Greta Thunberg detida em Londres numa manifestação pela Palestina: é acusada de apoio ao terrorismo
A
ativista sueca de 22 anos foi acusada de atos de terrorismo por apoiar a
Palestine Action, organização proibida no Reino Unido
Greta Thunberg foi detida na manhã desta terça-feira (23) em
Londres, durante uma manifestação em defesa dos prisioneiros da Palestine
Action, que estão em greve de fome. A informação foi avançada pelo grupo
Prisioners for Palestine, que divulgou um vídeo no Instagram onde se vê a
ativista climática a ser abordada por dois agentes de autoridade enquanto
segura um cartaz com a mensagem “Eu apoio os prisioneiros da Palestine Action.

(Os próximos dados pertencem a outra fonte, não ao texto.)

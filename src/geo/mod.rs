//! Geographic math for the check-in proximity gate.
//!
//! Provides:
//! - Validated WGS-84 [`Coordinates`]
//! - Haversine great-circle [`distance_meters`]
//! - Geofence radius derivation ([`compute_radius`]) from a base radius
//!   scaled by crowd capacity, venue enclosure, and venue footprint
//!
//! Everything here is pure and total once inputs are constructed; the only
//! fallible step is coordinate validation at the boundary.
//!
//! # Example
//!
//! ```
//! use eviden_core::geo::{compute_radius, distance_meters, Coordinates, VenueSize, VenueType};
//!
//! let venue = Coordinates::new(52.5200, 13.4050).unwrap();
//! let attendee = Coordinates::new(52.5204, 13.4055).unwrap();
//!
//! let distance = distance_meters(attendee, venue);
//! let radius = compute_radius(100.0, 800, VenueType::Outdoor, VenueSize::Large);
//!
//! if distance <= radius {
//!     println!("within the gate ({distance:.0} m of {radius:.0} m)");
//! }
//! ```

pub mod distance;
pub mod error;
pub mod types;

pub use distance::{
    capacity_multiplier, compute_radius, distance_meters, EARTH_RADIUS_M, MAX_RADIUS_M,
    MIN_RADIUS_M,
};
pub use error::GeoError;
pub use types::{Coordinates, VenueSize, VenueType};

Eu oponho-me ao genocídio”. Foi acusada de atos de terrorismo, por apoiar uma
organização proibida.
A manifestação decorre em frente aos escritórios londrinos
da Aspen Insurance, que, segundo o grupo Prisioners for Palestine, presta
serviços à empresa de defesa Elbit Systems, ligada a Israel.
Segundo o jornal Independent, a polícia londrina
afirma que o edifício da empresa foi danificado com tinta vermelha e martelos.
Um homem e uma mulher foram detidos por suspeita de dano criminal e só depois
chegou Greta Thunberg, detida por “exibir um item em apoio a uma organização
proibida [a Palestine Action], em violação da seção 13 da Lei do Terrorismo de
2000”.
De acordo com o grupo Prisioners for Palestine, oito
ativistas detidos em prisões britânicas estão em greve de fome. Alguns deles já
estão sem comer há sete semanas e tiveram de ser hospitalizados.
Fonte: Expresso, 24 de dezembro de 2025
Não é genocídio se for para construir uma Riviera. Genocídio houve na Alemanha do chanceler Adolf Hitler desconhecedora do conceito, cunhado por Mencius Moldbug, mas viralizado por Donald Trump.